Based on the consideration, the CNN convolution layer is decomposed into logic operation and addition operation and is converted into convolution logic core only comprising the logic operation and the addition operation, the convolution logic core is used for input feature maps in the FPGA to realize the convolution operation, the powerful logic operation capability of the FPGA can be fully exerted because only the logic operation and the addition operation are needed, meanwhile, the input feature maps and the output feature maps are respectively stored in two groups of storage spaces in the chip in the convolution calculation process, the times of reading the input feature maps outwards can be greatly reduced, the processing efficiency is effectively improved, and the image processing with high frame rate and low delay is realized.

As shown in fig. 1, the method for processing the convolutional neural network image based on the FPGA of the present embodiment includes the steps of:

s1, the FPGA acquires a convolutional layer configuration file and weight parameters, and initializes a convolutional neural network;

As shown in fig. 2, in step S1 of this embodiment, a training server is specifically used to train a convolutional layer configuration file and weight parameters in a convolutional neural network, transmit the convolutional layer configuration file and the weight parameters to a soft-core processor, and store the convolutional layer configuration file and the weight parameters in a DDR, where an FPGA acquires the convolutional layer configuration file and the weight parameters required for initialization from the DDR; and the soft-core processor updates the configuration file and the weight parameter of the convolutional layer on line, when the new configuration file and the weight parameter of the convolutional layer are obtained through training, the FPGA acquires the new configuration file and the weight parameter of the convolutional layer from the DDR to initialize, and if the new configuration file and the weight parameter of the convolutional layer do not exist, the historical configuration file and the historical weight parameter of the convolutional layer stored in the DDR are used.
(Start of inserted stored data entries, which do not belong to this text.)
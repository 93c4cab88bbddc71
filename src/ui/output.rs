use crate::combiner::CombineReport;
use crate::error::{CodeTextError, UserFriendlyError};
use crate::scanner::SourceFile;
use crate::ui::progress::format_duration;
use console::{style, Emoji, Term};

#[derive(Debug, Clone, Copy, PartialEq)]
pub enum OutputMode {
    Human,
    Json,
    Plain,
}

static CHECKMARK: Emoji = Emoji("✅ ", "✓ ");
static CROSS: Emoji = Emoji("❌ ", "✗ ");
static INFO: Emoji = Emoji("ℹ️  ", "i ");
static WARNING: Emoji = Emoji("⚠️  ", "! ");
static ROCKET: Emoji = Emoji("🚀 ", "> ");

pub struct OutputFormatter {
    mode: OutputMode,
    use_colors: bool,
    verbose_level: u8,
    quiet: bool,
}

impl OutputFormatter {
    pub fn new(mode: OutputMode, verbose: u8, quiet: bool) -> Self {
        let use_colors = match mode {
            OutputMode::Human => Term::stdout().features().colors_supported() && !quiet,
            _ => false,
        };

        Self {
            mode,
            use_colors,
            verbose_level: if quiet { 0 } else { verbose },
            quiet,
        }
    }

    pub fn success(&self, message: &str) {
        if self.should_show_message(0) {
            match self.mode {
                OutputMode::Human => self.print_human_message(MessageType::Success, message),
                OutputMode::Json => self.print_json_message("success", message),
                OutputMode::Plain => println!("SUCCESS: {}", message),
            }
        }
    }

    pub fn error(&self, message: &str) {
        match self.mode {
            OutputMode::Human => self.print_human_message(MessageType::Error, message),
            OutputMode::Json => self.print_json_message("error", message),
            OutputMode::Plain => eprintln!("ERROR: {}", message),
        }
    }

    pub fn warning(&self, message: &str) {
        if self.should_show_message(0) {
            match self.mode {
                OutputMode::Human => self.print_human_message(MessageType::Warning, message),
                OutputMode::Json => self.print_json_message("warning", message),
                OutputMode::Plain => println!("WARNING: {}", message),
            }
        }
    }

    pub fn info(&self, message: &str) {
        if self.should_show_message(1) {
            match self.mode {
                OutputMode::Human => self.print_human_message(MessageType::Info, message),
                OutputMode::Json => self.print_json_message("info", message),
                OutputMode::Plain => println!("INFO: {}", message),
            }
        }
    }

    pub fn start_operation(&self, operation: &str) {
        if self.should_show_message(0) {
            match self.mode {
                OutputMode::Human => {
                    if self.use_colors {
                        println!("{}{}", ROCKET, style(operation).bold());
                    } else {
                        println!("> {}", operation);
                    }
                }
                OutputMode::Json => self.print_json_message("operation_start", operation),
                OutputMode::Plain => println!("STARTING: {}", operation),
            }
        }
    }

    pub fn print_user_friendly_error(&self, error: &CodeTextError) {
        self.error(&error.user_message());

        if let Some(suggestion) = error.suggestion() {
            match self.mode {
                OutputMode::Human => {
                    if self.use_colors {
                        eprintln!(
                            "{}{}",
                            INFO,
                            style(&format!("Suggestion: {}", suggestion)).cyan()
                        );
                    } else {
                        eprintln!("Suggestion: {}", suggestion);
                    }
                }
                OutputMode::Json => {
                    self.print_json_object(&serde_json::json!({
                        "type": "suggestion",
                        "message": suggestion
                    }));
                }
                OutputMode::Plain => eprintln!("SUGGESTION: {}", suggestion),
            }
        }
    }

    pub fn print_combine_report(&self, report: &CombineReport) {
        match self.mode {
            OutputMode::Human => {
                if !self.quiet {
                    self.print_human_report(report);
                }
            }
            OutputMode::Json => {
                let json_output =
                    serde_json::to_string_pretty(report).unwrap_or_else(|_| "{}".to_string());
                println!("{}", json_output);
            }
            OutputMode::Plain => {
                if !self.quiet {
                    self.print_plain_report(report);
                }
            }
        }
    }

    /// Lists the files a run would combine, in block order.
    pub fn print_file_list(&self, files: &[SourceFile]) {
        match self.mode {
            OutputMode::Json => {
                let listing: Vec<_> = files
                    .iter()
                    .map(|f| {
                        serde_json::json!({
                            "name": f.file_name,
                            "path": f.path.display().to_string(),
                        })
                    })
                    .collect();
                println!(
                    "{}",
                    serde_json::to_string_pretty(&listing).unwrap_or_else(|_| "[]".to_string())
                );
            }
            _ => {
                for file in files {
                    println!("{}", file.path.display());
                }
            }
        }
    }

    pub fn print_separator(&self) {
        if self.quiet {
            return;
        }

        match self.mode {
            OutputMode::Human if self.use_colors => println!("{}", style("─".repeat(60)).dim()),
            OutputMode::Human | OutputMode::Plain => println!("{}", "-".repeat(60)),
            OutputMode::Json => {}
        }
    }

    fn should_show_message(&self, min_verbose_level: u8) -> bool {
        !self.quiet && self.verbose_level >= min_verbose_level
    }

    fn print_human_message(&self, msg_type: MessageType, message: &str) {
        if self.use_colors {
            let (emoji, styled) = match msg_type {
                MessageType::Success => (CHECKMARK, style(message).green().bold()),
                MessageType::Error => (CROSS, style(message).red().bold()),
                MessageType::Warning => (WARNING, style(message).yellow().bold()),
                MessageType::Info => (INFO, style(message).cyan()),
            };

            match msg_type {
                MessageType::Error => eprintln!("{}{}", emoji, styled),
                _ => println!("{}{}", emoji, styled),
            }
        } else {
            let prefix = match msg_type {
                MessageType::Success => "✓",
                MessageType::Error => "✗",
                MessageType::Warning => "!",
                MessageType::Info => "i",
            };

            match msg_type {
                MessageType::Error => eprintln!("{} {}", prefix, message),
                _ => println!("{} {}", prefix, message),
            }
        }
    }

    fn print_json_message(&self, level: &str, message: &str) {
        self.print_json_object(&serde_json::json!({
            "type": "message",
            "level": level,
            "message": message,
            "timestamp": chrono::Utc::now().to_rfc3339()
        }));
    }

    fn print_json_object(&self, obj: &serde_json::Value) {
        println!(
            "{}",
            serde_json::to_string(obj).unwrap_or_else(|_| "{}".to_string())
        );
    }

    fn print_human_report(&self, report: &CombineReport) {
        self.print_separator();

        if report.is_empty() {
            self.warning(&format!(
                "No files ending in '{}' under {}; wrote an empty {}",
                report.suffix, report.root, report.output_path
            ));
        } else if self.use_colors {
            println!(
                "{}{}",
                CHECKMARK,
                style(format!("Combined into {}", report.output_path))
                    .green()
                    .bold()
            );
        } else {
            println!("✓ Combined into {}", report.output_path);
        }

        let highlight = |value: String| {
            if self.use_colors {
                style(value).cyan().bold().to_string()
            } else {
                value
            }
        };

        println!("  Files combined: {}", highlight(report.files_written.to_string()));
        println!("  Bytes combined: {}", highlight(format_bytes(report.bytes_written)));
        println!("  Time taken:     {}", highlight(format_duration(report.duration)));

        if self.verbose_level >= 2 {
            println!("  Block order:");
            for name in &report.files {
                println!("    {}", name);
            }
        }

        self.print_separator();
    }

    fn print_plain_report(&self, report: &CombineReport) {
        println!("COMPLETED: {}", report.output_path);
        println!("Files: {}", report.files_written);
        println!("Bytes: {}", report.bytes_written);
        println!("Duration: {:?}", report.duration);
    }
}

#[derive(Debug, Clone, Copy)]
enum MessageType {
    Success,
    Error,
    Warning,
    Info,
}

fn format_bytes(bytes: u64) -> String {
    const UNITS: &[&str] = &["B", "KB", "MB", "GB"];
    let mut size = bytes as f64;
    let mut unit_index = 0;

    while size >= 1024.0 && unit_index < UNITS.len() - 1 {
        size /= 1024.0;
        unit_index += 1;
    }

    if unit_index == 0 {
        format!("{} {}", bytes, UNITS[unit_index])
    } else {
        format!("{:.1} {}", size, UNITS[unit_index])
    }
}

#[cfg(test)]
mod tests {
    use super::*;

    #[test]
    fn test_quiet_mode() {
        let formatter = OutputFormatter::new(OutputMode::Human, 2, true);
        assert_eq!(formatter.verbose_level, 0);
        assert!(!formatter.use_colors);
        assert!(!formatter.should_show_message(0));
    }

    #[test]
    fn test_non_human_modes_have_no_colors() {
        assert!(!OutputFormatter::new(OutputMode::Json, 0, false).use_colors);
        assert!(!OutputFormatter::new(OutputMode::Plain, 0, false).use_colors);
    }

    #[test]
    fn test_should_show_message() {
        let formatter = OutputFormatter::new(OutputMode::Plain, 1, false);
        assert!(formatter.should_show_message(0));
        assert!(formatter.should_show_message(1));
        assert!(!formatter.should_show_message(2));
    }

    #[test]
    fn test_format_bytes() {
        assert_eq!(format_bytes(512), "512 B");
        assert_eq!(format_bytes(1536), "1.5 KB");
        assert_eq!(format_bytes(1048576), "1.0 MB");
    }
}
And the recognition result output by the FPGA is transmitted to the soft-core processor through the DDR, and the recognition result is sent to peripheral equipment by the soft-core processor so as to perform further decision processing and the like. The soft core processor may specifically adopt a CPU or an FPGA soft core. The CNN model and the training parameters can support remote updating through a soft core processor.

In step S2, in the convolution calculation process, when calculating a layer of convolution, the input feature map is read from the first group of storage space in the chip, the convolution result is written into the second group of storage space in the chip, when calculating the next layer of convolution, data is read from the second group of storage space in the chip to obtain the current input feature map, and the convolution result is written into the first group of storage space in the chip.
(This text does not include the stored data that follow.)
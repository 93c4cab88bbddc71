pub mod file_filter;
pub mod source_scanner;

pub use file_filter::FileFilter;
pub use source_scanner::{SourceFile, SourceScanner};
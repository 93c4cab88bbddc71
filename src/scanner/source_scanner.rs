use crate::config::ScanConfig;
use crate::error::{CodeTextError, Result};
use crate::scanner::file_filter::FileFilter;
use std::path::{Path, PathBuf};
use tracing::{debug, trace};
use walkdir::WalkDir;

#[derive(Debug, Clone, PartialEq, Eq)]
pub struct SourceFile {
    pub path: PathBuf,
    pub file_name: String,
    /// Distance from the root; files directly under the root are at depth 1.
    pub depth: usize,
}

impl SourceFile {
    pub fn new(path: PathBuf, depth: usize) -> Self {
        let file_name = path
            .file_name()
            .map(|n| n.to_string_lossy().into_owned())
            .unwrap_or_default();

        Self {
            path,
            file_name,
            depth,
        }
    }
}

/// Walks a directory tree top-down.
///
/// Each directory's files are visited in listing order before any of its
/// subdirectories, and subdirectories are descended in listing order. The
/// traversal keeps its own stack of pending directories, so tree depth is not
/// bounded by the call stack. Symlinked directories are never descended.
pub struct SourceScanner {
    filter: FileFilter,
    max_depth: Option<usize>,
    skip_path: Option<PathBuf>,
}

impl SourceScanner {
    pub fn new(config: &ScanConfig) -> Result<Self> {
        Ok(Self {
            filter: FileFilter::new(config)?,
            max_depth: config.max_depth,
            skip_path: None,
        })
    }

    /// Never report `path` as a match, even when it lies in the tree and
    /// carries the suffix. Used for the output file.
    pub fn with_skip_path<P: AsRef<Path>>(mut self, path: P) -> Self {
        self.skip_path = canonical_target(path.as_ref());
        self
    }

    pub fn scan<P, F>(&self, root: P, mut visit: F) -> Result<usize>
    where
        P: AsRef<Path>,
        F: FnMut(SourceFile) -> Result<()>,
    {
        let root_path = root.as_ref();
        validate_root(root_path)?;

        let mut matched = 0;
        let mut pending: Vec<(PathBuf, usize)> = vec![(root_path.to_path_buf(), 0)];

        while let Some((dir, depth)) = pending.pop() {
            trace!(dir = %dir.display(), depth, "entering directory");

            let mut subdirs = Vec::new();
            let listing = WalkDir::new(&dir)
                .min_depth(1)
                .max_depth(1)
                .follow_links(false);

            for entry in listing {
                let entry = entry.map_err(|source| CodeTextError::Walk {
                    path: dir.display().to_string(),
                    source,
                })?;

                let file_type = entry.file_type();
                let is_dir = file_type.is_dir()
                    || (file_type.is_symlink() && entry.path().is_dir());

                if is_dir {
                    if file_type.is_dir() && self.may_descend(depth) {
                        subdirs.push(entry.into_path());
                    }
                    continue;
                }

                if !self.filter.matches(entry.path()) || self.is_skipped(entry.path()) {
                    continue;
                }

                let file = SourceFile::new(entry.into_path(), depth + 1);
                debug!(path = %file.path.display(), "matched source file");
                matched += 1;
                visit(file)?;
            }

            for subdir in subdirs.into_iter().rev() {
                let relative = subdir.strip_prefix(root_path).unwrap_or(&subdir);
                if self.filter.should_traverse_directory(relative) {
                    pending.push((subdir, depth + 1));
                } else {
                    debug!(dir = %subdir.display(), "skipping excluded directory");
                }
            }
        }

        Ok(matched)
    }

    pub fn collect<P: AsRef<Path>>(&self, root: P) -> Result<Vec<SourceFile>> {
        let mut files = Vec::new();
        self.scan(root, |file| {
            files.push(file);
            Ok(())
        })?;
        Ok(files)
    }

    // A subdirectory at depth + 1 holds files at depth + 2.
    fn may_descend(&self, depth: usize) -> bool {
        self.max_depth.map_or(true, |max| depth + 2 <= max)
    }

    fn is_skipped(&self, path: &Path) -> bool {
        let Some(ref skip) = self.skip_path else {
            return false;
        };

        // A symlink to the output carries a different name than its target.
        path.canonicalize().map(|p| &p == skip).unwrap_or(false)
    }
}

fn validate_root(root_path: &Path) -> Result<()> {
    if !root_path.exists() {
        return Err(CodeTextError::InvalidPath {
            path: format!("{} does not exist", root_path.display()),
        });
    }

    if !root_path.is_dir() {
        return Err(CodeTextError::InvalidPath {
            path: format!("{} is not a directory", root_path.display()),
        });
    }

    Ok(())
}

// The target may not exist yet; resolve its parent and re-attach the name.
fn canonical_target(path: &Path) -> Option<PathBuf> {
    if let Ok(resolved) = path.canonicalize() {
        return Some(resolved);
    }

    let file_name = path.file_name()?;
    let parent = match path.parent() {
        Some(p) if !p.as_os_str().is_empty() => p.to_path_buf(),
        _ => PathBuf::from("."),
    };
    parent.canonicalize().ok().map(|p| p.join(file_name))
}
The storage space in the chip can specifically adopt URAM or BLOCK RAM, namely two groups of URAM/BLOCK RAMs are divided in the chip in advance, an input characteristic diagram and an output characteristic diagram are stored in the two groups of URAM/BLOCK RAMs in the chip, when the first layer of convolution is calculated, the first group of URAM/BLOCK RAMs are read to obtain an input characteristic diagram, the convolution result is written into the second group of URAM/BLOCK RAMs, when the second layer of convolution is calculated, the second group of URAM/BLOCK RAMs are read to obtain an input characteristic diagram, the convolution result is written into the first group of URAM/BLOCK RAMs, and the polling is carried out in sequence. It can be understood that, the division and the type of the on-chip storage space can be selected according to actual requirements besides the above modes.

The resources of the internal storage space (such as URAM/BLOCK RAM) in the FPGA are limited, and the size of the input characteristic diagram may be large or the number of channels is large, so that it is difficult to directly store the input characteristic diagram in the memory space (URAM/BLOCK RAM) of the FPGA. In step S2, the convolution calculation further includes a step of dividing the input feature map into a plurality of groups according to the size of the storage space in the chip, that is, the input feature map is divided into N equal parts of 32 × 512 × 1024 according to the size of the URAM/BLOCK RAM, for example, when the size of the input feature map is 32 × 512 × 1024, when N is 4, the input feature map is 32 × 128 × 1024. The input feature map is partitioned, so that the input feature map and the output feature map can be stored in an on-chip storage space, and the method is suitable for processing the input feature maps with various sizes and channel numbers.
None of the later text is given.